== Exercise directions ==
Reproduce precisely the lines between the start of the data below and the line with "use reqwest::blocking::Client;", both included.

(Extracted data entries)
◇ ◇ ◇

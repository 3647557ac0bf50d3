use std::fs;
use std::path::{Path, PathBuf};
use std::sync::atomic::{AtomicU64, Ordering};
use std::time::{SystemTime, UNIX_EPOCH};

use anyhow::{Context, Result, anyhow};
use reqwest::StatusCode;
use reqwest::blocking::Client;
use reqwest::header::{ETAG, HeaderName, IF_MODIFIED_SINCE, IF_NONE_MATCH, LAST_MODIFIED};
use serde::{Deserialize, Serialize};
use sha2::{Digest, Sha256};

const CACHE_VERSION: u32 = 1;
const CACHE_DIR: &str = "netdata";
const HTTP_SUBDIR: &str = "http";

static TMP_COUNTER: AtomicU64 = AtomicU64::new(0);

#[derive(Debug, Clone, Serialize, Deserialize)]
struct CacheEntry {
    version: u32,
    url: String,
    body: String,
    etag: Option<String>,
    last_modified: Option<String>,
    fetched_at: u64,
}

enum Fetched {
    Body(String),
    Failed(StatusCode, String),
}

/// Root of the on-disk cache: `NETDATA_CACHE_DIR`, else
/// `$XDG_CACHE_HOME/netdata`, else `~/.cache/netdata`.
pub fn app_cache_dir() -> Option<PathBuf> {
    if let Ok(dir) = std::env::var("NETDATA_CACHE_DIR")
        && !dir.trim().is_empty()
    {
        return Some(PathBuf::from(dir));
    }
    if let Ok(base) = std::env::var("XDG_CACHE_HOME")
        && !base.trim().is_empty()
    {
        return Some(PathBuf::from(base).join(CACHE_DIR));
    }
    let home = std::env::var("HOME").ok()?;
    if home.trim().is_empty() {
        return None;
    }
    Some(PathBuf::from(home).join(".cache").join(CACHE_DIR))
}

pub fn fetch_json_cached(
    client: &Client,
    url: &str,
    extra_headers: &[(&str, &str)],
) -> Result<String> {
    match fetch(client, url, extra_headers)? {
        Fetched::Body(body) => Ok(body),
        Fetched::Failed(status, body) => Err(anyhow!("http {status}: {body}")),
    }
}

pub fn fetch_json_cached_optional(
    client: &Client,
    url: &str,
    extra_headers: &[(&str, &str)],
) -> Result<Option<String>> {
    match fetch(client, url, extra_headers)? {
        Fetched::Body(body) => Ok(Some(body)),
        Fetched::Failed(status, _) => {
            log::debug!("http {status} for {url}");
            Ok(None)
        }
    }
}

fn fetch(client: &Client, url: &str, extra_headers: &[(&str, &str)]) -> Result<Fetched> {
    let cache_dir = app_cache_dir().map(|dir| dir.join(HTTP_SUBDIR));
    let cached_entry = cache_dir.as_deref().and_then(|dir| load_entry(dir, url));

    let mut req = client.get(url);
    for (name, value) in extra_headers {
        req = req.header(*name, *value);
    }
    if let Some(entry) = cached_entry.as_ref() {
        if let Some(etag) = entry.etag.as_ref() {
            req = req.header(IF_NONE_MATCH, etag);
        }
        if let Some(last_modified) = entry.last_modified.as_ref() {
            req = req.header(IF_MODIFIED_SINCE, last_modified);
        }
    }

    let resp = req.send().with_context(|| format!("request failed: {url}"))?;
    let status = resp.status();
    let headers = resp.headers().clone();
    if status == StatusCode::NOT_MODIFIED {
        let Some(entry) = cached_entry else {
            return Err(anyhow!("received 304 without cache body for {url}"));
        };
        log::debug!("http cache hit (304) for {url}");
        return Ok(Fetched::Body(entry.body));
    }

    let body = resp.text().context("failed reading body")?;
    if !status.is_success() {
        return Ok(Fetched::Failed(status, body));
    }

    let header_value = |name: HeaderName| {
        headers
            .get(name)
            .and_then(|v| v.to_str().ok())
            .map(|v| v.to_string())
    };
    let entry = CacheEntry {
        version: CACHE_VERSION,
        url: url.to_string(),
        body: body.clone(),
        etag: header_value(ETAG),
        last_modified: header_value(LAST_MODIFIED),
        fetched_at: system_time_to_secs(SystemTime::now()).unwrap_or_default(),
    };
    if (entry.etag.is_some() || entry.last_modified.is_some())
        && let Some(dir) = cache_dir.as_deref()
        && let Err(err) = store_entry(dir, &entry)
    {
        log::warn!("http cache write failed for {url}: {err:#}");
    }
    Ok(Fetched::Body(body))
}

fn entry_path(dir: &Path, url: &str) -> PathBuf {
    let digest = Sha256::digest(url.as_bytes());
    dir.join(format!("{digest:x}.json"))
}

fn load_entry(dir: &Path, url: &str) -> Option<CacheEntry> {
    let raw = fs::read_to_string(entry_path(dir, url)).ok()?;
    let entry = serde_json::from_str::<CacheEntry>(&raw).ok()?;
    if entry.version != CACHE_VERSION || entry.url != url {
        return None;
    }
    Some(entry)
}

fn store_entry(dir: &Path, entry: &CacheEntry) -> Result<()> {
    fs::create_dir_all(dir).with_context(|| format!("create {}", dir.display()))?;
    let path = entry_path(dir, &entry.url);
    let tmp = path.with_extension(format!(
        "json.{}.{}.tmp",
        std::process::id(),
        TMP_COUNTER.fetch_add(1, Ordering::Relaxed)
    ));
    let json = serde_json::to_string(entry).context("serialize http cache entry")?;
    fs::write(&tmp, json).context("write http cache entry")?;
    fs::rename(&tmp, &path).context("swap http cache entry")?;
    Ok(())
}

fn system_time_to_secs(time: SystemTime) -> Option<u64> {
    time.duration_since(UNIX_EPOCH).ok().map(|d| d.as_secs())
}

#[cfg(test)]
mod tests {
    use super::*;

    fn scratch_dir(name: &str) -> PathBuf {
        let dir = std::env::temp_dir().join(format!("netdata-http-{name}-{}", std::process::id()));
        let _ = fs::remove_dir_all(&dir);
        dir
    }

    fn entry(url: &str) -> CacheEntry {
        CacheEntry {
            version: CACHE_VERSION,
            url: url.to_string(),
            body: "{\"ok\":true}".to_string(),
            etag: Some("\"abc\"".to_string()),
            last_modified: None,
            fetched_at: 0,
        }
    }

    #[test]
    fn entries_are_keyed_by_url_hash() {
        let dir = Path::new("/cache");
        let a = entry_path(dir, "https://example.test/a");
        let b = entry_path(dir, "https://example.test/b");
        assert_ne!(a, b);
        assert_eq!(a, entry_path(dir, "https://example.test/a"));
        let name = a.file_name().unwrap().to_str().unwrap();
        assert_eq!(name.len(), 64 + ".json".len());
    }

    #[test]
    fn stored_entry_loads_back_for_same_url_only() {
        let dir = scratch_dir("store");
        let url = "https://example.test/games.json";
        store_entry(&dir, &entry(url)).unwrap();

        let loaded = load_entry(&dir, url).unwrap();
        assert_eq!(loaded.body, "{\"ok\":true}");
        assert_eq!(loaded.etag.as_deref(), Some("\"abc\""));
        assert!(load_entry(&dir, "https://example.test/other.json").is_none());

        let _ = fs::remove_dir_all(&dir);
    }
}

◇ ◇ ◇

== Exercise result ==
repository 3647557ac0bf50d3
use std::fs;
use std::path::{Path, PathBuf};
use std::sync::atomic::{AtomicU64, Ordering};
use std::time::{SystemTime, UNIX_EPOCH};

use anyhow::{Context, Result, anyhow};
use reqwest::StatusCode;
use reqwest::blocking::Client;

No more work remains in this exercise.